▸ Exercise aim: Starting at the first line and ending at the last, output the data exactly.

▸ Data supplied:
——————
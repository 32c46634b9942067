//! Per-acquisition peer bookkeeping and selection.

use libp2p_identity::PeerId;
use rand::seq::SliceRandom;
use tokio::time::Instant;
use tracing::debug;

#[derive(Clone, Debug)]
struct PeerEntry {
    peer: PeerId,
    outstanding: bool,
    failures: u32,
    last_asked: Option<Instant>,
}

impl PeerEntry {
    const fn new(peer: PeerId) -> Self {
        Self {
            peer,
            outstanding: false,
            failures: 0,
            last_asked: None,
        }
    }
}

/// The peers believed to possibly hold one acquisition's data.
///
/// Tracks, per peer: an outstanding-request flag and a failure count.
/// Failure counts are scoped to this acquisition only; a peer that lacks
/// one particular subtree is not penalized for any other acquisition.
/// Candidate order is shuffled on construction so load spreads across
/// the mesh.
#[derive(Clone, Debug)]
pub struct PeerRequestSet {
    entries: Vec<PeerEntry>,
    max_failures: u32,
}

impl PeerRequestSet {
    #[must_use]
    pub fn new(mut candidates: Vec<PeerId>, max_failures: u32) -> Self {
        candidates.sort_unstable();
        candidates.dedup();
        candidates.shuffle(&mut rand::thread_rng());

        Self {
            entries: candidates.into_iter().map(PeerEntry::new).collect(),
            max_failures,
        }
    }

    /// Merge replacement candidates, keeping state for peers already
    /// known. Returns how many peers were actually new.
    pub fn add_peers(&mut self, candidates: impl IntoIterator<Item = PeerId>) -> usize {
        let mut added = 0;
        for peer in candidates {
            if self.entries.iter().any(|entry| entry.peer == peer) {
                continue;
            }
            self.entries.push(PeerEntry::new(peer));
            added += 1;
        }

        if added > 0 {
            debug!(added, total = self.entries.len(), "added alternate peers");
        }
        added
    }

    /// Pick the next peer to query.
    ///
    /// Eligible peers have no outstanding request and fewer failures than
    /// the threshold. Among those, prefer the fewest failures, breaking
    /// ties by least recently asked (never-asked first). `None` means the
    /// caller has to wait for the next tick.
    #[must_use]
    pub fn choose_peer(&self) -> Option<PeerId> {
        self.entries
            .iter()
            .filter(|entry| !entry.outstanding && entry.failures < self.max_failures)
            .min_by_key(|entry| (entry.failures, entry.last_asked))
            .map(|entry| entry.peer)
    }

    /// Flag a request as in flight to `peer`.
    pub fn mark_requested(&mut self, peer: &PeerId, now: Instant) {
        if let Some(entry) = self.entry_mut(peer) {
            entry.outstanding = true;
            entry.last_asked = Some(now);
        }
    }

    /// A response arrived from `peer`; it may be asked again.
    pub fn record_response(&mut self, peer: &PeerId) {
        if let Some(entry) = self.entry_mut(peer) {
            entry.outstanding = false;
        }
    }

    /// Count a failure (timeout or bad response) against `peer` and clear
    /// its outstanding flag. At the threshold the peer stops being
    /// selected for this acquisition.
    pub fn mark_failed(&mut self, peer: &PeerId) {
        if let Some(entry) = self.entry_mut(peer) {
            entry.outstanding = false;
            entry.failures += 1;
        }
    }

    #[must_use]
    pub fn failures(&self, peer: &PeerId) -> u32 {
        self.entries
            .iter()
            .find(|entry| entry.peer == *peer)
            .map_or(0, |entry| entry.failures)
    }

    /// True when every known peer is at the failure threshold (or none
    /// are known), so no request can be issued until alternates arrive.
    #[must_use]
    pub fn is_exhausted(&self) -> bool {
        self.entries
            .iter()
            .all(|entry| entry.failures >= self.max_failures)
    }

    #[must_use]
    pub fn has_outstanding(&self) -> bool {
        self.entries.iter().any(|entry| entry.outstanding)
    }

    #[must_use]
    pub fn len(&self) -> usize {
        self.entries.len()
    }

    #[must_use]
    pub fn is_empty(&self) -> bool {
        self.entries.is_empty()
    }

    fn entry_mut(&mut self, peer: &PeerId) -> Option<&mut PeerEntry> {
        self.entries.iter_mut().find(|entry| entry.peer == *peer)
    }
}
——————
▸ Problem solution:
repository 32c46634b9942067
//! Per-acquisition peer bookkeeping and selection.

use libp2p_identity::PeerId;
use rand::seq::SliceRandom;
use tokio::time::Instant;
use tracing::debug;

#[derive(Clone, Debug)]
struct PeerEntry {
    peer: PeerId,
    outstanding: bool,
    failures: u32,
    last_asked: Option<Instant>,
}

impl PeerEntry {
    const fn new(peer: PeerId) -> Self {
        Self {
            peer,
            outstanding: false,
            failures: 0,
            last_asked: None,
        }
    }
}

/// The peers believed to possibly hold one acquisition's data.
///
/// Tracks, per peer: an outstanding-request flag and a failure count.
/// Failure counts are scoped to this acquisition only; a peer that lacks
/// one particular subtree is not penalized for any other acquisition.
/// Candidate order is shuffled on construction so load spreads across
/// the mesh.
#[derive(Clone, Debug)]
pub struct PeerRequestSet {
    entries: Vec<PeerEntry>,
    max_failures: u32,
}

impl PeerRequestSet {
    #[must_use]
    pub fn new(mut candidates: Vec<PeerId>, max_failures: u32) -> Self {
        candidates.sort_unstable();
        candidates.dedup();
        candidates.shuffle(&mut rand::thread_rng());

        Self {
            entries: candidates.into_iter().map(PeerEntry::new).collect(),
            max_failures,
        }
    }

    /// Merge replacement candidates, keeping state for peers already
    /// known. Returns how many peers were actually new.
    pub fn add_peers(&mut self, candidates: impl IntoIterator<Item = PeerId>) -> usize {
        let mut added = 0;
        for peer in candidates {
            if self.entries.iter().any(|entry| entry.peer == peer) {
                continue;
            }
            self.entries.push(PeerEntry::new(peer));
            added += 1;
        }

        if added > 0 {
            debug!(added, total = self.entries.len(), "added alternate peers");
        }
        added
    }

    /// Pick the next peer to query.
    ///
    /// Eligible peers have no outstanding request and fewer failures than
    /// the threshold. Among those, prefer the fewest failures, breaking
    /// ties by least recently asked (never-asked first). `None` means the
    /// caller has to wait for the next tick.
    #[must_use]
    pub fn choose_peer(&self) -> Option<PeerId> {
        self.entries
            .iter()
            .filter(|entry| !entry.outstanding && entry.failures < self.max_failures)
            .min_by_key(|entry| (entry.failures, entry.last_asked))
            .map(|entry| entry.peer)
    }

    /// Flag a request as in flight to `peer`.
    pub fn mark_requested(&mut self, peer: &PeerId, now: Instant) {
        if let Some(entry) = self.entry_mut(peer) {
            entry.outstanding = true;
            entry.last_asked = Some(now);
        }
    }

    /// A response arrived from `peer`; it may be asked again.
    pub fn record_response(&mut self, peer: &PeerId) {
        if let Some(entry) = self.entry_mut(peer) {
            entry.outstanding = false;
        }
    }

    /// Count a failure (timeout or bad response) against `peer` and clear
    /// its outstanding flag. At the threshold the peer stops being
    /// selected for this acquisition.
    pub fn mark_failed(&mut self, peer: &PeerId) {
        if let Some(entry) = self.entry_mut(peer) {
            entry.outstanding = false;
            entry.failures += 1;
        }
    }

    #[must_use]
    pub fn failures(&self, peer: &PeerId) -> u32 {
        self.entries
            .iter()
            .find(|entry| entry.peer == *peer)
            .map_or(0, |entry| entry.failures)
    }

    /// True when every known peer is at the failure threshold (or none
    /// are known), so no request can be issued until alternates arrive.
    #[must_use]
    pub fn is_exhausted(&self) -> bool {
        self.entries
            .iter()
            .all(|entry| entry.failures >= self.max_failures)
    }

    #[must_use]
    pub fn has_outstanding(&self) -> bool {
        self.entries.iter().any(|entry| entry.outstanding)
    }

    #[must_use]
    pub fn len(&self) -> usize {
        self.entries.len()
    }

    #[must_use]
    pub fn is_empty(&self) -> bool {
        self.entries.is_empty()
    }

    fn entry_mut(&mut self, peer: &PeerId) -> Option<&mut PeerEntry> {
        self.entries.iter_mut().find(|entry| entry.peer == *peer)
    }
}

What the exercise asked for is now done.